I’ve been budgeting $4,000 to $8,000 for our roof replacement so this might be a nearly free roof depending on how the quotes come back and how much extra work we get the contractor to perform. The roof project was going to be our biggest expense of 2017, so this is great news for our budget.
We’ve already booked and paid for roughly $6,000 out of our $10,000 total budget for our nine week Europe trip this summer. The remaining $4,000 of vacation spending will be concentrated in June through August while we are overseas. We probably won’t spend a ton beyond that $4,000 while we are gone, so 2017 is shaping up to be somewhat of a low spending year already.
Monthly Expense Summary for 2017:
Net Worth: $1,771,000 (+$15,000)
Another month, another bump in net worth. It’s easy to think the stock market only goes up and our accounts will keep growing in a mostly straight line forever, but I know that’s not true!

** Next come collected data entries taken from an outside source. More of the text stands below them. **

//! Repeat suppression.

use std::time::Duration;
use log::debug;
use crate::keymap::KeyCode;

/// The most recently emitted key and when it was emitted.
#[derive(Copy, Clone, Debug, Eq, PartialEq)]
pub struct LastEmission {
    pub key: KeyCode,
    pub at: Duration,
}

/// Decides whether `key`, seen at `now`, may be emitted.
///
/// A different key is always admitted. The same key is admitted again only once
/// `threshold` has passed since it was last emitted; anything sooner is bounce of a
/// key that is still held.
pub fn admit(last: Option<LastEmission>, key: KeyCode, now: Duration, threshold: Duration) -> bool {
    let Some(last) = last else {
        return true;
    };

    if last.key != key {
        return true;
    }

    let elapsed = now.saturating_sub(last.at);
    if elapsed >= threshold {
        debug!("{} repeated after {:?}, accepting.", key, elapsed);
        true
    } else {
        debug!("{} repeated after {:?}, treating as bounce.", key, elapsed);
        false
    }
}
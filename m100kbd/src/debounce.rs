//! Double-read confirmation of matrix lines.

use std::time::Duration;
use m100kbd_gpio::GpioResult;
use m100kbd_gpio::keypad::MatrixLines;
use crate::clock::Clock;

/// Outcome of sampling one line.
#[derive(Copy, Clone, Debug, Eq, PartialEq)]
pub enum Sample {
    /// The first read was already inactive.
    Open,
    /// The first read was active but the settled read was not.
    Bounced,
    /// Both reads were active.
    Closed,
}

impl Sample {
    pub fn is_closed(self) -> bool {
        self == Sample::Closed
    }
}

/// Confirms a column level by reading it twice, `settle` apart.
///
/// An inactive first read returns immediately, so idle lines cost a single read.
pub struct Sampler<'a> {
    clock: &'a dyn Clock,
    settle: Duration,
}

impl<'a> Sampler<'a> {
    pub fn new(clock: &'a dyn Clock, settle: Duration) -> Self {
        Sampler { clock, settle }
    }

    pub fn sample(&self, lines: &dyn MatrixLines, column: usize) -> GpioResult<Sample> {
        if !lines.read_column(column)? {
            return Ok(Sample::Open);
        }

        self.clock.sleep(self.settle);

        if lines.read_column(column)? {
            Ok(Sample::Closed)
        } else {
            Ok(Sample::Bounced)
        }
    }
}
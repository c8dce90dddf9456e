//! Fixed wiring and timing of the keyboard, plus the few settings read at startup.

use std::env::var_os;
use std::path::PathBuf;
use std::time::Duration;
use clap::Parser;

/// Number of row lines driven by the scanner.
pub const ROWS: usize = 8;
/// Number of column lines, including the modifier column.
pub const COLUMNS: usize = 9;
/// The column wired to the modifier/layer keys.
pub const MODIFIER_COLUMN: usize = 8;

/// BCM line offsets of the row outputs, row 0 first.
pub const ROW_PINS: [usize; ROWS] = [6, 12, 13, 19, 16, 26, 20, 21];
/// BCM line offsets of the column inputs, column 0 first. The last one is the modifier column.
pub const COLUMN_PINS: [usize; COLUMNS] = [4, 17, 18, 27, 22, 23, 24, 25, 5];

/// Name the virtual keyboard registers with the input layer.
pub const DEVICE_NAME: &str = "TRS-80 M100 Keyboard";

const GPIO_CHIP_VAR: &str = "M100_GPIO_CHIP";
const DEFAULT_GPIO_CHIP: &str = "gpiochip0";

/// Delays used by the scan loop.
#[derive(Copy, Clone, Debug, Eq, PartialEq)]
pub struct Timing {
    /// Settle time between the two reads of a line.
    pub debounce: Duration,
    /// Pause after a key was handled, giving the operator time to let go.
    pub post_emission: Duration,
    /// Pause between two full matrix scans.
    pub cycle: Duration,
    /// The same key seen again sooner than this is treated as bounce.
    pub repeat_threshold: Duration,
}

impl Timing {
    pub const DEFAULT: Timing = Timing {
        debounce: Duration::from_millis(10),
        post_emission: Duration::from_millis(50),
        cycle: Duration::from_millis(5),
        repeat_threshold: Duration::from_millis(100),
    };
}

impl Default for Timing {
    fn default() -> Self {
        Timing::DEFAULT
    }
}

/// Command line arguments.
#[derive(Parser, Debug)]
#[command(version, about = "TRS-80 Model 100 keyboard driver")]
pub struct Args {
    /// Enable debug logging
    #[arg(short, long)]
    pub debug: bool,
}

/// Settings taken from the environment (or a `.env` file).
#[derive(Debug, Clone, Eq, PartialEq)]
pub struct Config {
    /// The GPIO character device the matrix is wired to.
    pub gpio_chip: PathBuf,
}

impl Config {
    pub fn from_env() -> Self {
        let chip = var_os(GPIO_CHIP_VAR)
            .map(|s| s.to_string_lossy().into_owned())
            .filter(|s| !s.trim().is_empty());
        Config {
            gpio_chip: chip_path(chip.as_deref().unwrap_or(DEFAULT_GPIO_CHIP)),
        }
    }
}

impl Default for Config {
    fn default() -> Self {
        Config {
            gpio_chip: chip_path(DEFAULT_GPIO_CHIP),
        }
    }
}

/// Bare chip names (`gpiochip4`) live under `/dev`.
fn chip_path(chip: &str) -> PathBuf {
    let chip = chip.trim();
    if chip.contains('/') {
        PathBuf::from(chip)
    } else {
        PathBuf::from("/dev").join(chip)
    }
}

On the investing front, I didn’t do anything in March other than collect dividends and transfer them to my checking account. I probably won’t touch the portfolio till it’s time for end of the year tax planning unless the markets make a big move up or down. A big upswing will see me trimming away some equities and buying more of the bond fund. A sharp downturn in the market will make me consider converting some cash or bonds back to stocks. I’ll also be checking the asset allocation every few months to see if I need to rebalance any asset classes in the event the international markets zig while the US markets zag. That’s how I manage a lazy portfolio.
Our cash position is close to $30,000 in savings and money market accounts, which is enough to fund around a year of expenses at our current spending rate assuming the dividends don’t stop flowing. On top of that we have another two years of living expenses in a bond fund (held inside an IRA) should we need additional liquid funds. Things are looking very rosy for us at the moment.
Did you enjoy another positive financial month? Any big financial moves coming up soon? Any super frugal moments in the past few months to rival my pizza hustle?